══ DATA EXCERPTS

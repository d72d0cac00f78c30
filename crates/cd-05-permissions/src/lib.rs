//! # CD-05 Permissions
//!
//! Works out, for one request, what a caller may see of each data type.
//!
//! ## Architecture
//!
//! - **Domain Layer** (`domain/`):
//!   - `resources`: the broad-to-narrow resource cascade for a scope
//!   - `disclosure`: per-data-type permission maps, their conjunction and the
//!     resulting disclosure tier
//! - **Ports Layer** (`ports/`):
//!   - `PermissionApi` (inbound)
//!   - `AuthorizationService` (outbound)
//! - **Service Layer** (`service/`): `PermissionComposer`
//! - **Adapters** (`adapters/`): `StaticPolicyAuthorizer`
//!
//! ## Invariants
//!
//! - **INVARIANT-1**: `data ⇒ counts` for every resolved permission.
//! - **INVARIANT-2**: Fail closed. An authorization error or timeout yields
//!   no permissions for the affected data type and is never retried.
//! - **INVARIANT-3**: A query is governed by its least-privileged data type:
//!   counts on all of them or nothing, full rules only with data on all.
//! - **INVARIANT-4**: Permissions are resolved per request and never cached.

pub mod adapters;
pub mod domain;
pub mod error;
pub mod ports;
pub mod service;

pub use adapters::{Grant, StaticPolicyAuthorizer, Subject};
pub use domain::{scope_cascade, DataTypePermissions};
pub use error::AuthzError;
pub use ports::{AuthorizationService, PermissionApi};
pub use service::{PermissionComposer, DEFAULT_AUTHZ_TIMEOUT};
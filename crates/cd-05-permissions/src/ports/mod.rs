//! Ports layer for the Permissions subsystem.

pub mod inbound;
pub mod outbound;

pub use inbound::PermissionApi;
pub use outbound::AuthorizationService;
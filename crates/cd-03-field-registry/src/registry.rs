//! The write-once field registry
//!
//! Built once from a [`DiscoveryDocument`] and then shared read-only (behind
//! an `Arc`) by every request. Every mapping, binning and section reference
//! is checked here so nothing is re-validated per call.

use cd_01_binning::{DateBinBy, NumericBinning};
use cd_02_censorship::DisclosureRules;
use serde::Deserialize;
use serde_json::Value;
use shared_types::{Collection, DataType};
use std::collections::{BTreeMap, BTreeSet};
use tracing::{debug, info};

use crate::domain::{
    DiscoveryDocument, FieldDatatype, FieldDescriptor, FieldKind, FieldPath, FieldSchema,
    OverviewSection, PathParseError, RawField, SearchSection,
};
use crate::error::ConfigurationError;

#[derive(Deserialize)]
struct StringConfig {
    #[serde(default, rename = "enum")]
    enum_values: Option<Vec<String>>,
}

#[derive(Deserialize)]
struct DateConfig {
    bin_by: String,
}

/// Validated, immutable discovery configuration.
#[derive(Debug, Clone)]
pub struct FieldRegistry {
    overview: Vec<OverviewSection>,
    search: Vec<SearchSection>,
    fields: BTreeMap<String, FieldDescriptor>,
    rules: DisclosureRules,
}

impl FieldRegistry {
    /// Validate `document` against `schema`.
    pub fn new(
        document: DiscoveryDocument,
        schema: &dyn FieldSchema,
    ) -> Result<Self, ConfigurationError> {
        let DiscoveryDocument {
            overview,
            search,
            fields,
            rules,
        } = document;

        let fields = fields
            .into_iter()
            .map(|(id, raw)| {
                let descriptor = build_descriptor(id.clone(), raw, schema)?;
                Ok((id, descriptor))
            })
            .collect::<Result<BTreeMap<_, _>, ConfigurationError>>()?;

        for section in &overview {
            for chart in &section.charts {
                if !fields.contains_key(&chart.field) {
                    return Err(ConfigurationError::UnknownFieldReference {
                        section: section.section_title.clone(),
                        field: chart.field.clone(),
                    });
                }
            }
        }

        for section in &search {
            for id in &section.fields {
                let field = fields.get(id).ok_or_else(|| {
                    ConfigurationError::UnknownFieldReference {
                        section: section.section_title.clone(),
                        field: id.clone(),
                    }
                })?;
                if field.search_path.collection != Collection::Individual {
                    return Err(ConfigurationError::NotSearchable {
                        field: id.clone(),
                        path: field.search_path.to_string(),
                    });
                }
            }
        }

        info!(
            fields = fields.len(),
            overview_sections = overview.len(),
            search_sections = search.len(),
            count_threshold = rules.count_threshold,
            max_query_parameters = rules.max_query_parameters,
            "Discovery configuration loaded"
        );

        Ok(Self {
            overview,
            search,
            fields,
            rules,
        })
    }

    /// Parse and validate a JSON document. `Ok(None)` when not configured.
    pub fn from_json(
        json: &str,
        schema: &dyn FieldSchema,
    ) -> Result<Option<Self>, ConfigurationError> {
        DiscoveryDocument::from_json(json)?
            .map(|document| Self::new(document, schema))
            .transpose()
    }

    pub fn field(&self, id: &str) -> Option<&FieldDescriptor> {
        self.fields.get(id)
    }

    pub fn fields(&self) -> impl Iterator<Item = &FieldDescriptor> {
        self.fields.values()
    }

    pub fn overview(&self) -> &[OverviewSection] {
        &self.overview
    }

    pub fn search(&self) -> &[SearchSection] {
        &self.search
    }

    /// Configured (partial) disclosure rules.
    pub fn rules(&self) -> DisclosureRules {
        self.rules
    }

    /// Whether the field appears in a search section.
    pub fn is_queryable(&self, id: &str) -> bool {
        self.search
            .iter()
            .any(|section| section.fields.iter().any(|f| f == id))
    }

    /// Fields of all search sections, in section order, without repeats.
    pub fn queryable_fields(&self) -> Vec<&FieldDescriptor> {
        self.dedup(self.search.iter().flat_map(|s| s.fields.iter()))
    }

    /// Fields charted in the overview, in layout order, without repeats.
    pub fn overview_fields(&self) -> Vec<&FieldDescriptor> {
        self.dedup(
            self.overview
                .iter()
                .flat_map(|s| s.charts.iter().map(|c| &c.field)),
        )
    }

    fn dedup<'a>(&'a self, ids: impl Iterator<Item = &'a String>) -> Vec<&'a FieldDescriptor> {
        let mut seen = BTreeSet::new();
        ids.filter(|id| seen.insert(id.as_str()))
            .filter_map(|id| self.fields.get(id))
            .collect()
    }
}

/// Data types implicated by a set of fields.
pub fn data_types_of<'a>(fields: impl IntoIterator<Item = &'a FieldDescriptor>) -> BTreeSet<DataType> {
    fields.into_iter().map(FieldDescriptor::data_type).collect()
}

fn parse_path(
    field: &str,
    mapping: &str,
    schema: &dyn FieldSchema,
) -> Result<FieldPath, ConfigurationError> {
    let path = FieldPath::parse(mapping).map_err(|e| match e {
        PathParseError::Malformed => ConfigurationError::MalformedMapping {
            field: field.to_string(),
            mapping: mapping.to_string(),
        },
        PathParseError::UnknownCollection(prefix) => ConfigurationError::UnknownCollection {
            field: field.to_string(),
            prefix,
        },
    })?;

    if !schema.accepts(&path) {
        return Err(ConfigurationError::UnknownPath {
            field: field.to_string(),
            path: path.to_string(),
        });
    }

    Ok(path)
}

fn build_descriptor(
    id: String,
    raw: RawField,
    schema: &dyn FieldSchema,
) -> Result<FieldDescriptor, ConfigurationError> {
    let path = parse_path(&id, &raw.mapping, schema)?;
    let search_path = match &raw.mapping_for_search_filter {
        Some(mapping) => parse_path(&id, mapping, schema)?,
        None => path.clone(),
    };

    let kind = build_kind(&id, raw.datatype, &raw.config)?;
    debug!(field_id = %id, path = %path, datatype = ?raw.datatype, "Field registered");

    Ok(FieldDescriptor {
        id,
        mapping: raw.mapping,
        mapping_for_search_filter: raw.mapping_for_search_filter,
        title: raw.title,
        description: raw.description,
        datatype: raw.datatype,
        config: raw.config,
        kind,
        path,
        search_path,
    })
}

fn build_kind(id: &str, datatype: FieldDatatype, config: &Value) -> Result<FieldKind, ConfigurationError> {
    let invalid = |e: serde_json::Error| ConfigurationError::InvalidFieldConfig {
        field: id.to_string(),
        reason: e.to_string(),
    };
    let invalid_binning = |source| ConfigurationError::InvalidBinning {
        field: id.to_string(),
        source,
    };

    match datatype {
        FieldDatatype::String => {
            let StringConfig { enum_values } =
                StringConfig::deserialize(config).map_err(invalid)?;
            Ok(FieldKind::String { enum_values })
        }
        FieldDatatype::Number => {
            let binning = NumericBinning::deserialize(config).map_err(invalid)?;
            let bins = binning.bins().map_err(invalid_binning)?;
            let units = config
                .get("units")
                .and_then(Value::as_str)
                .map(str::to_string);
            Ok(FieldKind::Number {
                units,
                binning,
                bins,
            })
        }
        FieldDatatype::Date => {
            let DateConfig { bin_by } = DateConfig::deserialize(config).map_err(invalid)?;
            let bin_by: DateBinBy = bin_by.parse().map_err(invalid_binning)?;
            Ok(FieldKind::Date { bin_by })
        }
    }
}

════

▸ **EXERCISE DIRECTIONS**: Search the entries above for lines holding the string "every", then report only how many there are.

▸ **YOUR RESPONSE**: 2